■ WHAT IS BEING ASKED: Your answer should repeat every record verbatim.

Stored items:
■ ■ ■ ■ ■ ■ ■

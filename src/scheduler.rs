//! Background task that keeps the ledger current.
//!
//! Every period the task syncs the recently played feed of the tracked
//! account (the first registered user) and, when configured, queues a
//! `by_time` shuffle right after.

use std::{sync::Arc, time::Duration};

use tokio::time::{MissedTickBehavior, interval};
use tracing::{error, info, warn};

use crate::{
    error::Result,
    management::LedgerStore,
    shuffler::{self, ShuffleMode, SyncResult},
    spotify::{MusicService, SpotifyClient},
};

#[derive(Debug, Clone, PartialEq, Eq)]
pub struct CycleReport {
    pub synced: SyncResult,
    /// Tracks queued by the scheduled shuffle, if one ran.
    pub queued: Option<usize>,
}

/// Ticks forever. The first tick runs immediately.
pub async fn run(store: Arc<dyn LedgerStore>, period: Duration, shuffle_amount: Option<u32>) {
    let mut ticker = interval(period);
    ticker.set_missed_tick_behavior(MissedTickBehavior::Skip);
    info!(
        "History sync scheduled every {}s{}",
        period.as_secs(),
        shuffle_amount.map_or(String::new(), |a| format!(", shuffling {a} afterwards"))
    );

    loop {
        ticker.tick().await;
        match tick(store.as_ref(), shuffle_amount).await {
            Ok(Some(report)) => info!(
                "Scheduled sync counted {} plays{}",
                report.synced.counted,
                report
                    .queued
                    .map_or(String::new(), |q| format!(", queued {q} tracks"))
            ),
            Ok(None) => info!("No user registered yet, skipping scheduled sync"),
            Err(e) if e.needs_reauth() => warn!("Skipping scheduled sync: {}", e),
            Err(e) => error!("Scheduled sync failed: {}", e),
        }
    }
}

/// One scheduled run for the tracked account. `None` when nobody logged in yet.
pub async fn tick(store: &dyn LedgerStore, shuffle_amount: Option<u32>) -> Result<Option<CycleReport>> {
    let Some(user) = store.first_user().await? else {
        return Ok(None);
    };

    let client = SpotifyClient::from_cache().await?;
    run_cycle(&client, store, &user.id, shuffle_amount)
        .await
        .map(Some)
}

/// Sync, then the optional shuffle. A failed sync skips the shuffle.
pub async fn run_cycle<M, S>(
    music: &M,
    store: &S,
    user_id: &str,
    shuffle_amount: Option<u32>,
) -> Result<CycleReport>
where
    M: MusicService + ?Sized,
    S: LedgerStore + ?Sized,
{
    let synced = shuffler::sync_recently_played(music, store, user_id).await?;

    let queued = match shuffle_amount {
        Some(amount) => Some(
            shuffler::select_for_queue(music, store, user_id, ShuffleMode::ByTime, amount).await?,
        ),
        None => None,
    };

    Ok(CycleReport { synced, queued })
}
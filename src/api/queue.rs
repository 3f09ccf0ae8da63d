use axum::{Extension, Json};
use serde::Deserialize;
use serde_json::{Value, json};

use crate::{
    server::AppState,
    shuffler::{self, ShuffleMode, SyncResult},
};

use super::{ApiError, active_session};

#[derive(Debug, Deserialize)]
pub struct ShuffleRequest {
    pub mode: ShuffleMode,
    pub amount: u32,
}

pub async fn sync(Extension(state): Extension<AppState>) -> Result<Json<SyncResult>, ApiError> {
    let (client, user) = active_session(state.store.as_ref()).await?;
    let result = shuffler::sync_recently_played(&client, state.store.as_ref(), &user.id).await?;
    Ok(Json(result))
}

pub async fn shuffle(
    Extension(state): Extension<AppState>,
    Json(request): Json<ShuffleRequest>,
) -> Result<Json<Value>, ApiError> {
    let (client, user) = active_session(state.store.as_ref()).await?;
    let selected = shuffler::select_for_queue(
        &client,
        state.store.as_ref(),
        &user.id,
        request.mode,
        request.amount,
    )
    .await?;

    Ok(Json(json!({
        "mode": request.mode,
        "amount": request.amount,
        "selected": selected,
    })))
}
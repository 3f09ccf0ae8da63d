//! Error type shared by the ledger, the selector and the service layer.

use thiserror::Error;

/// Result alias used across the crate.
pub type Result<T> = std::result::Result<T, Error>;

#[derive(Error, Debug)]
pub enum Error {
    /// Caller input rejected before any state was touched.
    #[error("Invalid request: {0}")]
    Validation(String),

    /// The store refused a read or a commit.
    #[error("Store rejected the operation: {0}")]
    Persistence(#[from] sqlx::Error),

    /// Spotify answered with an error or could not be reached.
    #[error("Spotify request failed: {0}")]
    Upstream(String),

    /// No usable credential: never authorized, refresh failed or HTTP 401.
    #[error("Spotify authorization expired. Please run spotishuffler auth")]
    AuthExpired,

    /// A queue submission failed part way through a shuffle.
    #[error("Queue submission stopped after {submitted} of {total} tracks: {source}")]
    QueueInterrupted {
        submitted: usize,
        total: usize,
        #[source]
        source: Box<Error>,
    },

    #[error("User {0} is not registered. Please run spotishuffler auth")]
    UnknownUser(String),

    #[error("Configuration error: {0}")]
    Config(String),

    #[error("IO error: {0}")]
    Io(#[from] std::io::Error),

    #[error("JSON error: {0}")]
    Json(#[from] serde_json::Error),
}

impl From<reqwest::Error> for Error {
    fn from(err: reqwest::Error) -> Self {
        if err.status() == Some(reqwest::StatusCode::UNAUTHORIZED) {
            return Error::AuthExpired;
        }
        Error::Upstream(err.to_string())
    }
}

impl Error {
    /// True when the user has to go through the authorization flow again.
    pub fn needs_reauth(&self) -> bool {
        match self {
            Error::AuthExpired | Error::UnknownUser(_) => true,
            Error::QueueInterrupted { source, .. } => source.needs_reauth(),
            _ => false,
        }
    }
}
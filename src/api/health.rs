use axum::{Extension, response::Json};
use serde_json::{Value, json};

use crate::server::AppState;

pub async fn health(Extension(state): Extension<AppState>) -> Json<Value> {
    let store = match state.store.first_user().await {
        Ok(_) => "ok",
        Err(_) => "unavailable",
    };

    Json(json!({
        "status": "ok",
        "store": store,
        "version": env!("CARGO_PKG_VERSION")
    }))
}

■ ■ ■ ■ ■ ■ ■

■ WRITTEN REPLY:
filename src/scheduler.rs
//! Background task that keeps the ledger current.
//!
//! Every period the task syncs the recently played feed of the tracked
//! account (the first registered user) and, when configured, queues a
//! `by_time` shuffle right after.

use std::{sync::Arc, time::Duration};

use tokio::time::{MissedTickBehavior, interval};
use tracing::{error, info, warn};

use crate::{
    error::Result,
    management::LedgerStore,
    shuffler::{self, ShuffleMode, SyncResult},
    spotify::{MusicService, SpotifyClient},
};

#[derive(Debug, Clone, PartialEq, Eq)]
pub struct CycleReport {
    pub synced: SyncResult,
    /// Tracks queued by the scheduled shuffle, if one ran.
    pub queued: Option<usize>,
}

/// Ticks forever. The first tick runs immediately.
pub async fn run(store: Arc<dyn LedgerStore>, period: Duration, shuffle_amount: Option<u32>) {
    let mut ticker = interval(period);
    ticker.set_missed_tick_behavior(MissedTickBehavior::Skip);
    info!(
        "History sync scheduled every {}s{}",
        period.as_secs(),
        shuffle_amount.map_or(String::new(), |a| format!(", shuffling {a} afterwards"))
    );

    loop {
        ticker.tick().await;
        match tick(store.as_ref(), shuffle_amount).await {
            Ok(Some(report)) => info!(
                "Scheduled sync counted {} plays{}",
                report.synced.counted,
                report
                    .queued
                    .map_or(String::new(), |q| format!(", queued {q} tracks"))
            ),
            Ok(None) => info!("No user registered yet, skipping scheduled sync"),
            Err(e) if e.needs_reauth() => warn!("Skipping scheduled sync: {}", e),
            Err(e) => error!("Scheduled sync failed: {}", e),
        }
    }
}

/// One scheduled run for the tracked account. `None` when nobody logged in yet.
pub async fn tick(store: &dyn LedgerStore, shuffle_amount: Option<u32>) -> Result<Option<CycleReport>> {
    let Some(user) = store.first_user().await? else {
        return Ok(None);
    };

    let client = SpotifyClient::from_cache().await?;
    run_cycle(&client, store, &user.id, shuffle_amount)
        .await
        .map(Some)
}

/// Sync, then the optional shuffle. A failed sync skips the shuffle.
pub async fn run_cycle<M, S>(
    music: &M,
    store: &S,
    user_id: &str,
    shuffle_amount: Option<u32>,
) -> Result<CycleReport>
where
    M: MusicService + ?Sized,
    S: LedgerStore + ?Sized,
{
    let synced = shuffler::sync_recently_played(music, store, user_id).await?;

    let queued = match shuffle_amount {
        Some(amount) => Some(
            shuffler::select_for_queue(music, store, user_id, ShuffleMode::ByTime, amount).await?,
        ),
        None => None,
    };

    Ok(CycleReport { synced, queued })
}
filename src/api/queue.rs
repository 3f09ccf0ae8da63d
use axum::{Extension, Json};
use serde::Deserialize;
use serde_json::{Value, json};

use crate::{
    server::AppState,
    shuffler::{self, ShuffleMode, SyncResult},
};

use super::{ApiError, active_session};

#[derive(Debug, Deserialize)]
pub struct ShuffleRequest {
    pub mode: ShuffleMode,
    pub amount: u32,
}

pub async fn sync(Extension(state): Extension<AppState>) -> Result<Json<SyncResult>, ApiError> {
    let (client, user) = active_session(state.store.as_ref()).await?;
    let result = shuffler::sync_recently_played(&client, state.store.as_ref(), &user.id).await?;
    Ok(Json(result))
}

pub async fn shuffle(
    Extension(state): Extension<AppState>,
    Json(request): Json<ShuffleRequest>,
) -> Result<Json<Value>, ApiError> {
    let (client, user) = active_session(state.store.as_ref()).await?;
    let selected = shuffler::select_for_queue(
        &client,
        state.store.as_ref(),
        &user.id,
        request.mode,
        request.amount,
    )
    .await?;

    Ok(Json(json!({
        "mode": request.mode,
        "amount": request.amount,
        "selected": selected,
    })))
}
repository 3f09ccf0ae8da63d
//! Error type shared by the ledger, the selector and the service layer.

use thiserror::Error;

/// Result alias used across the crate.
pub type Result<T> = std::result::Result<T, Error>;

#[derive(Error, Debug)]
pub enum Error {
    /// Caller input rejected before any state was touched.
    #[error("Invalid request: {0}")]
    Validation(String),

    /// The store refused a read or a commit.
    #[error("Store rejected the operation: {0}")]
    Persistence(#[from] sqlx::Error),

    /// Spotify answered with an error or could not be reached.
    #[error("Spotify request failed: {0}")]
    Upstream(String),

    /// No usable credential: never authorized, refresh failed or HTTP 401.
    #[error("Spotify authorization expired. Please run spotishuffler auth")]
    AuthExpired,

    /// A queue submission failed part way through a shuffle.
    #[error("Queue submission stopped after {submitted} of {total} tracks: {source}")]
    QueueInterrupted {
        submitted: usize,
        total: usize,
        #[source]
        source: Box<Error>,
    },

    #[error("User {0} is not registered. Please run spotishuffler auth")]
    UnknownUser(String),

    #[error("Configuration error: {0}")]
    Config(String),

    #[error("IO error: {0}")]
    Io(#[from] std::io::Error),

    #[error("JSON error: {0}")]
    Json(#[from] serde_json::Error),
}

impl From<reqwest::Error> for Error {
    fn from(err: reqwest::Error) -> Self {
        if err.status() == Some(reqwest::StatusCode::UNAUTHORIZED) {
            return Error::AuthExpired;
        }
        Error::Upstream(err.to_string())
    }
}

impl Error {
    /// True when the user has to go through the authorization flow again.
    pub fn needs_reauth(&self) -> bool {
        match self {
            Error::AuthExpired | Error::UnknownUser(_) => true,
            Error::QueueInterrupted { source, .. } => source.needs_reauth(),
            _ => false,
        }
    }
}
filename src/api/health.rs
use axum::{Extension, response::Json};
use serde_json::{Value, json};

use crate::server::AppState;

pub async fn health(Extension(state): Extension<AppState>) -> Json<Value> {
    let store = match state.store.first_user().await {
        Ok(_) => "ok",
        Err(_) => "unavailable",
    };

    Json(json!({
        "status": "ok",
        "store": store,
        "version": env!("CARGO_PKG_VERSION")
    }))
}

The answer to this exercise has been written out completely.